__Task description__.
Search the data below for the word "units" and copy each line that holds it.

__Given data__.
--- START ---

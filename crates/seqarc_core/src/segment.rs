//! Fixed-capacity chunks of a region.
//!
//! A segment holds up to `capacity` units of its region's content. It is
//! either resident (content in memory) or archived (content compressed in the
//! backing store under the segment's key). The only way to free memory is
//! [`Segment::persist`]; any mutation brings an archived segment back into
//! memory. The archive entry it came from is left alone until the next
//! persist replaces it or a purge drops it, so unsaved edits never touch what
//! is already stored.

use crate::archive::BackingStore;
use crate::compression::{self, CompressionConfig};
use crate::error::{CoreError, CoreResult};
use std::ops::Range;
use tracing::debug;

/// Where a segment's content currently lives.
#[derive(Debug, Clone, PartialEq, Eq)]
pub enum SegmentState {
    /// Content is in memory.
    Resident(Vec<u8>),
    /// Content is in the backing store under the segment's key.
    Archived,
}

/// What the backing store holds under a segment's key.
#[derive(Debug, Clone, Copy, PartialEq, Eq)]
enum Entry {
    /// Nothing stored yet.
    Missing,
    /// The stored entry matches the segment's content.
    Current,
    /// The stored entry predates an edit.
    Stale,
}

/// One chunk of a region.
#[derive(Debug, Clone)]
pub struct Segment {
    key: String,
    capacity: usize,
    size: usize,
    state: SegmentState,
    entry: Entry,
}

impl Segment {
    /// Creates a resident segment.
    ///
    /// `content` must not exceed `capacity`.
    pub(crate) fn new(key: String, capacity: usize, content: Vec<u8>) -> Self {
        debug_assert!(content.len() <= capacity);
        Self {
            key,
            capacity,
            size: content.len(),
            state: SegmentState::Resident(content),
            entry: Entry::Missing,
        }
    }

    /// Creates a segment whose content is already in the backing store.
    pub(crate) fn archived(key: String, capacity: usize, size: usize) -> Self {
        Self {
            key,
            capacity,
            size,
            state: SegmentState::Archived,
            entry: Entry::Current,
        }
    }

    /// Number of units held. Known without I/O.
    #[must_use]
    pub fn size(&self) -> usize {
        self.size
    }

    /// Maximum number of units this segment can hold.
    #[must_use]
    pub fn max_size(&self) -> usize {
        self.capacity
    }

    /// Backing store key.
    #[must_use]
    pub fn key(&self) -> &str {
        &self.key
    }

    /// Returns whether the content is in memory.
    #[must_use]
    pub fn is_resident(&self) -> bool {
        matches!(self.state, SegmentState::Resident(_))
    }

    /// Current residency.
    #[must_use]
    pub fn state(&self) -> &SegmentState {
        &self.state
    }

    /// Returns whether the backing store holds an entry under this
    /// segment's key, current or not.
    #[must_use]
    pub fn has_entry(&self) -> bool {
        self.entry != Entry::Missing
    }

    fn clamp(&self, range: Range<usize>) -> Range<usize> {
        let start = range.start.min(self.size);
        let end = range.end.min(self.size).max(start);
        start..end
    }

    /// Fetches and decodes the archived content, checking it against the
    /// cached size.
    fn load(&self, store: &dyn BackingStore) -> CoreResult<Vec<u8>> {
        let blob = store.extract(&self.key)?;
        let content = compression::decode(&blob)?;
        if content.len() != self.size {
            return Err(CoreError::segment_corruption(
                &self.key,
                format!(
                    "archived chunk holds {} units, expected {}",
                    content.len(),
                    self.size
                ),
            ));
        }
        Ok(content)
    }

    /// Reads `range` of this segment's content.
    ///
    /// The range is clamped to the segment. Archived segments are read from
    /// the store without becoming resident.
    pub fn read(&self, store: &dyn BackingStore, range: Range<usize>) -> CoreResult<Vec<u8>> {
        let range = self.clamp(range);
        match &self.state {
            SegmentState::Resident(content) => Ok(content[range].to_vec()),
            SegmentState::Archived => {
                let content = self.load(store)?;
                Ok(content[range].to_vec())
            }
        }
    }

    /// Brings an archived segment into memory.
    ///
    /// The archive entry stays in place. State is untouched if the entry
    /// cannot be loaded.
    pub fn materialize(&mut self, store: &dyn BackingStore) -> CoreResult<()> {
        if self.is_resident() {
            return Ok(());
        }

        let content = self.load(store)?;
        self.state = SegmentState::Resident(content);

        debug!(key = %self.key, size = self.size, "materialized segment");
        Ok(())
    }

    /// Replaces `range` with `new` and returns whatever no longer fits.
    ///
    /// The spliced content keeps its first `capacity` units; the rest is
    /// returned as overflow. The segment is resident afterwards.
    pub fn write(
        &mut self,
        store: &mut dyn BackingStore,
        new: &[u8],
        range: Range<usize>,
    ) -> CoreResult<Vec<u8>> {
        self.materialize(&*store)?;
        let range = self.clamp(range);

        let SegmentState::Resident(content) = &mut self.state else {
            return Err(CoreError::invalid_operation(format!(
                "segment {} is not resident after materialize",
                self.key
            )));
        };

        content.splice(range, new.iter().copied());
        let overflow = if content.len() > self.capacity {
            content.split_off(self.capacity)
        } else {
            Vec::new()
        };
        self.size = content.len();
        if self.entry == Entry::Current {
            self.entry = Entry::Stale;
        }

        Ok(overflow)
    }

    /// Appends `seq`, returning the overflow.
    pub fn append(&mut self, store: &mut dyn BackingStore, seq: &[u8]) -> CoreResult<Vec<u8>> {
        let size = self.size;
        self.write(store, seq, size..size)
    }

    /// Prepends `seq`, returning the overflow.
    pub fn prepend(&mut self, store: &mut dyn BackingStore, seq: &[u8]) -> CoreResult<Vec<u8>> {
        self.write(store, seq, 0..0)
    }

    /// Removes `range`.
    pub fn clear(&mut self, store: &mut dyn BackingStore, range: Range<usize>) -> CoreResult<()> {
        self.write(store, &[], range)?;
        Ok(())
    }

    /// Detaches the segment from its current archive entry before the owning
    /// region moves to another archive. The old entry is not touched.
    pub fn relocate(&mut self, store: &dyn BackingStore) -> CoreResult<()> {
        self.materialize(store)?;
        self.entry = Entry::Missing;
        Ok(())
    }

    /// Compresses a resident segment into the store and frees its memory.
    ///
    /// A stale entry is purged before the new one is appended. A resident
    /// segment whose entry is still current is dropped from memory without
    /// I/O. Does nothing if the segment is already archived.
    pub fn persist(
        &mut self,
        store: &mut dyn BackingStore,
        compression: &CompressionConfig,
    ) -> CoreResult<()> {
        let SegmentState::Resident(content) = &self.state else {
            return Ok(());
        };

        if self.entry == Entry::Current {
            self.state = SegmentState::Archived;
            return Ok(());
        }
        if self.entry == Entry::Stale {
            store.purge(&self.key)?;
            self.entry = Entry::Missing;
        }

        let blob = compression::encode(content, compression)?;
        store.append(&self.key, &blob)?;

        debug!(
            key = %self.key,
            size = self.size,
            stored = blob.len(),
            "persisted segment"
        );
        self.state = SegmentState::Archived;
        self.entry = Entry::Current;
        Ok(())
    }

    /// Removes the segment's archive entry, if any, and drops its content.
    pub fn purge(&mut self, store: &mut dyn BackingStore) -> CoreResult<()> {
        if self.has_entry() {
            store.purge(&self.key)?;
            self.entry = Entry::Missing;
        }
        self.state = SegmentState::Resident(Vec::new());
        self.size = 0;
        Ok(())
    }
}

#[cfg(test)]
mod tests {
    use super::*;
    use crate::archive::Archive;

    fn resident(content: &[u8]) -> Segment {
        Segment::new("chr1_seg_0".to_string(), 10, content.to_vec())
    }

    #[test]
    fn accessors() {
        let seg = resident(b"ACGT");
        assert_eq!(seg.size(), 4);
        assert_eq!(seg.max_size(), 10);
        assert_eq!(seg.key(), "chr1_seg_0");
        assert!(seg.is_resident());
    }

    #[test]
    fn read_clamps_range() {
        let store = Archive::in_memory();
        let seg = resident(b"ACGTACGT");

        assert_eq!(seg.read(&store, 2..5).unwrap(), b"GTA");
        assert_eq!(seg.read(&store, 6..100).unwrap(), b"GT");
        assert_eq!(seg.read(&store, 5..3).unwrap(), b"");
    }

    #[test]
    fn write_splices_and_overflows() {
        let mut store = Archive::in_memory();
        let mut seg = resident(b"0123456789");

        let overflow = seg.write(&mut store, b"ab", 3..4).unwrap();
        assert_eq!(seg.read(&store, 0..10).unwrap(), b"012ab45678");
        assert_eq!(overflow, b"9");
        assert_eq!(seg.size(), 10);

        let overflow = seg.write(&mut store, b"", 0..5).unwrap();
        assert!(overflow.is_empty());
        assert_eq!(seg.size(), 5);
    }

    #[test]
    fn append_prepend_clear() {
        let mut store = Archive::in_memory();
        let mut seg = resident(b"CCC");

        assert!(seg.append(&mut store, b"GG").unwrap().is_empty());
        assert!(seg.prepend(&mut store, b"AA").unwrap().is_empty());
        assert_eq!(seg.read(&store, 0..10).unwrap(), b"AACCCGG");

        seg.clear(&mut store, 2..5).unwrap();
        assert_eq!(seg.read(&store, 0..10).unwrap(), b"AAGG");

        let overflow = seg.append(&mut store, b"TTTTTTTTT").unwrap();
        assert_eq!(seg.size(), 10);
        assert_eq!(overflow, b"TTT");
    }

    #[test]
    fn persist_then_read_without_materializing() {
        let mut store = Archive::in_memory();
        let mut seg = resident(b"GATTACA");

        seg.persist(&mut store, &CompressionConfig::default()).unwrap();
        assert!(!seg.is_resident());
        assert!(store.contains("chr1_seg_0"));
        assert_eq!(seg.size(), 7);

        assert_eq!(seg.read(&store, 1..4).unwrap(), b"ATT");
        assert!(!seg.is_resident());

        // Second persist is a no-op rather than a duplicate append.
        seg.persist(&mut store, &CompressionConfig::default()).unwrap();
    }

    #[test]
    fn write_keeps_stored_entry_until_persist() {
        let mut store = Archive::in_memory();
        let mut seg = resident(b"GATTACA");
        seg.persist(&mut store, &CompressionConfig::zstd(3)).unwrap();

        seg.write(&mut store, b"C", 0..1).unwrap();
        assert!(seg.is_resident());
        assert!(seg.has_entry());
        assert_eq!(seg.read(&store, 0..7).unwrap(), b"CATTACA");

        // The stored copy still holds the content from before the edit.
        let stored = compression::decode(&store.extract("chr1_seg_0").unwrap()).unwrap();
        assert_eq!(stored, b"GATTACA");

        seg.persist(&mut store, &CompressionConfig::none()).unwrap();
        let stored = compression::decode(&store.extract("chr1_seg_0").unwrap()).unwrap();
        assert_eq!(stored, b"CATTACA");
        assert_eq!(store.len(), 1);
    }

    #[test]
    fn unchanged_segment_persists_without_io() {
        let mut store = Archive::in_memory();
        let mut seg = resident(b"GATTACA");
        seg.persist(&mut store, &CompressionConfig::default()).unwrap();
        let records = store.stats().unwrap().records;

        seg.materialize(&store).unwrap();
        seg.persist(&mut store, &CompressionConfig::default()).unwrap();

        assert!(!seg.is_resident());
        assert_eq!(store.stats().unwrap().records, records);
    }

    #[test]
    fn empty_segment_round_trips_through_store() {
        let mut store = Archive::in_memory();
        let mut seg = resident(b"");

        seg.persist(&mut store, &CompressionConfig::default()).unwrap();
        assert!(!seg.is_resident());
        assert_eq!(seg.read(&store, 0..10).unwrap(), b"");

        seg.materialize(&store).unwrap();
        assert_eq!(seg.state(), &SegmentState::Resident(Vec::new()));
    }

    #[test]
    fn missing_entry_leaves_segment_unchanged() {
        let mut store = Archive::in_memory();
        let mut seg = Segment::archived("gone_seg_3".to_string(), 10, 4);

        let result = seg.write(&mut store, b"X", 0..0);
        assert!(matches!(result, Err(CoreError::EntryNotFound { .. })));
        assert!(!seg.is_resident());
        assert_eq!(seg.size(), 4);
    }

    #[test]
    fn size_mismatch_is_corruption() {
        let mut store = Archive::in_memory();
        let blob = compression::encode(b"ACG", &CompressionConfig::default()).unwrap();
        store.append("chr1_seg_0", &blob).unwrap();

        let seg = Segment::archived("chr1_seg_0".to_string(), 10, 5);
        assert!(matches!(
            seg.read(&store, 0..5),
            Err(CoreError::SegmentCorruption { .. })
        ));
    }

    #[test]
    fn purge_removes_entry() {
        let mut store = Archive::in_memory();
        let mut seg = resident(b"ACGT");
        seg.persist(&mut store, &CompressionConfig::default()).unwrap();

        seg.purge(&mut store).unwrap();
        assert!(store.is_empty());
        assert_eq!(seg.size(), 0);
        assert!(!seg.has_entry());
    }

    #[test]
    fn purge_of_edited_segment_removes_stale_entry() {
        let mut store = Archive::in_memory();
        let mut seg = resident(b"ACGT");
        seg.persist(&mut store, &CompressionConfig::default()).unwrap();
        seg.append(&mut store, b"T").unwrap();

        seg.purge(&mut store).unwrap();
        assert!(store.is_empty());
    }

    #[test]
    fn relocate_detaches_from_entry() {
        let mut store = Archive::in_memory();
        let mut seg = resident(b"ACGT");
        seg.persist(&mut store, &CompressionConfig::default()).unwrap();

        seg.relocate(&store).unwrap();
        assert!(seg.is_resident());
        assert!(!seg.has_entry());
        // The old archive keeps its entry; the segment just forgets it.
        assert!(store.contains("chr1_seg_0"));
        assert_eq!(seg.read(&store, 0..4).unwrap(), b"ACGT");

        let mut target = Archive::in_memory();
        seg.persist(&mut target, &CompressionConfig::default()).unwrap();
        assert!(target.contains("chr1_seg_0"));
    }
}
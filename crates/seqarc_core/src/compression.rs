//! Chunk compression.
//!
//! Every archived segment is stored as one self-describing blob:
//!
//! ```text
//! | method (1) | compressed bytes (N) |
//! ```
//!
//! The method byte travels with the blob, so an archive written with LZ4 can
//! be read by a catalog configured for Zstd and vice versa. Only the write
//! path consults [`CompressionConfig`].

use crate::error::{CoreError, CoreResult};

/// Compression method for archived chunks.
#[derive(Debug, Clone, Copy, PartialEq, Eq, Default)]
#[repr(u8)]
pub enum CompressionMethod {
    /// Stored as-is.
    None = 0,
    /// LZ4 (fast, moderate ratio).
    #[default]
    Lz4 = 1,
    /// Zstandard (slower, better ratio).
    Zstd = 2,
}

impl CompressionMethod {
    /// Converts a method byte back into a method.
    #[must_use]
    pub const fn from_u8(value: u8) -> Option<Self> {
        match value {
            0 => Some(Self::None),
            1 => Some(Self::Lz4),
            2 => Some(Self::Zstd),
            _ => None,
        }
    }

    /// Returns the method byte.
    #[must_use]
    pub const fn as_u8(self) -> u8 {
        self as u8
    }

    /// Parses a method name as accepted on the command line.
    #[must_use]
    pub fn from_name(name: &str) -> Option<Self> {
        match name.to_ascii_lowercase().as_str() {
            "none" => Some(Self::None),
            "lz4" => Some(Self::Lz4),
            "zstd" => Some(Self::Zstd),
            _ => None,
        }
    }
}

/// How new chunks are compressed.
#[derive(Debug, Clone, Copy, PartialEq, Eq)]
pub struct CompressionConfig {
    /// Method used when persisting a segment.
    pub method: CompressionMethod,
    /// Zstd compression level (ignored by the other methods).
    pub level: i32,
}

impl Default for CompressionConfig {
    fn default() -> Self {
        Self {
            method: CompressionMethod::Lz4,
            level: 3,
        }
    }
}

impl CompressionConfig {
    /// Stores chunks uncompressed.
    #[must_use]
    pub const fn none() -> Self {
        Self {
            method: CompressionMethod::None,
            level: 0,
        }
    }

    /// LZ4 compression.
    #[must_use]
    pub const fn lz4() -> Self {
        Self {
            method: CompressionMethod::Lz4,
            level: 0,
        }
    }

    /// Zstd compression at the given level.
    #[must_use]
    pub const fn zstd(level: i32) -> Self {
        Self {
            method: CompressionMethod::Zstd,
            level,
        }
    }
}

/// Compresses `data` into a framed blob.
pub fn encode(data: &[u8], config: &CompressionConfig) -> CoreResult<Vec<u8>> {
    let mut blob = vec![config.method.as_u8()];

    match config.method {
        CompressionMethod::None => blob.extend_from_slice(data),
        CompressionMethod::Lz4 => blob.extend(lz4_flex::compress_prepend_size(data)),
        CompressionMethod::Zstd => {
            let compressed = zstd::bulk::compress(data, config.level)
                .map_err(|e| CoreError::compression(format!("zstd compression failed: {e}")))?;
            blob.extend(compressed);
        }
    }

    Ok(blob)
}

/// Decompresses a framed blob produced by [`encode`].
pub fn decode(blob: &[u8]) -> CoreResult<Vec<u8>> {
    let (&tag, body) = blob
        .split_first()
        .ok_or_else(|| CoreError::compression("empty chunk blob"))?;

    let method = CompressionMethod::from_u8(tag)
        .ok_or_else(|| CoreError::compression(format!("unknown compression method {tag}")))?;

    match method {
        CompressionMethod::None => Ok(body.to_vec()),
        CompressionMethod::Lz4 => lz4_flex::decompress_size_prepended(body)
            .map_err(|e| CoreError::compression(format!("lz4 decompression failed: {e}"))),
        CompressionMethod::Zstd => zstd::stream::decode_all(body)
            .map_err(|e| CoreError::compression(format!("zstd decompression failed: {e}"))),
    }
}

#[cfg(test)]
mod tests {
    use super::*;

    fn sample() -> Vec<u8> {
        b"ACGTTGCAACGTTGCA".repeat(64)
    }

    #[test]
    fn method_byte_conversion() {
        assert_eq!(CompressionMethod::from_u8(0), Some(CompressionMethod::None));
        assert_eq!(CompressionMethod::from_u8(1), Some(CompressionMethod::Lz4));
        assert_eq!(CompressionMethod::from_u8(2), Some(CompressionMethod::Zstd));
        assert_eq!(CompressionMethod::from_u8(9), None);
        assert_eq!(CompressionMethod::Zstd.as_u8(), 2);
        assert_eq!(
            CompressionMethod::from_name("ZSTD"),
            Some(CompressionMethod::Zstd)
        );
        assert_eq!(CompressionMethod::from_name("gzip"), None);
    }

    #[test]
    fn lz4_blob_shrinks_repetitive_chunk() {
        let data = sample();
        let blob = encode(&data, &CompressionConfig::lz4()).unwrap();

        assert_eq!(blob[0], CompressionMethod::Lz4.as_u8());
        assert!(blob.len() < data.len());
        assert_eq!(decode(&blob).unwrap(), data);
    }

    #[test]
    fn zstd_blob_shrinks_repetitive_chunk() {
        let data = sample();
        let blob = encode(&data, &CompressionConfig::zstd(5)).unwrap();

        assert_eq!(blob[0], CompressionMethod::Zstd.as_u8());
        assert!(blob.len() < data.len());
        assert_eq!(decode(&blob).unwrap(), data);
    }

    #[test]
    fn uncompressed_blob_is_tagged_copy() {
        let blob = encode(b"GATTACA", &CompressionConfig::none()).unwrap();
        assert_eq!(blob, b"\x00GATTACA");
        assert_eq!(decode(&blob).unwrap(), b"GATTACA");
    }

    #[test]
    fn empty_chunk_encodes_for_every_method() {
        for config in [
            CompressionConfig::none(),
            CompressionConfig::lz4(),
            CompressionConfig::zstd(3),
        ] {
            let blob = encode(b"", &config).unwrap();
            assert!(decode(&blob).unwrap().is_empty());
        }
    }

    #[test]
    fn malformed_blobs_are_rejected() {
        assert!(matches!(decode(b""), Err(CoreError::Compression { .. })));
        assert!(matches!(decode(b"\x07abc"), Err(CoreError::Compression { .. })));
        assert!(matches!(
            decode(b"\x01\x05\x00\x00\x00"),
            Err(CoreError::Compression { .. })
        ));
    }

    #[test]
    fn default_config_is_lz4() {
        let config = CompressionConfig::default();
        assert_eq!(config.method, CompressionMethod::Lz4);
        assert_eq!(config.level, 3);
    }
}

--- END ---

__Response below__.
//! A segment holds up to `capacity` units of its region's content. It is
    /// Number of units held. Known without I/O.
    /// Maximum number of units this segment can hold.
                    "archived chunk holds {} units, expected {}",
    /// The spliced content keeps its first `capacity` units; the rest is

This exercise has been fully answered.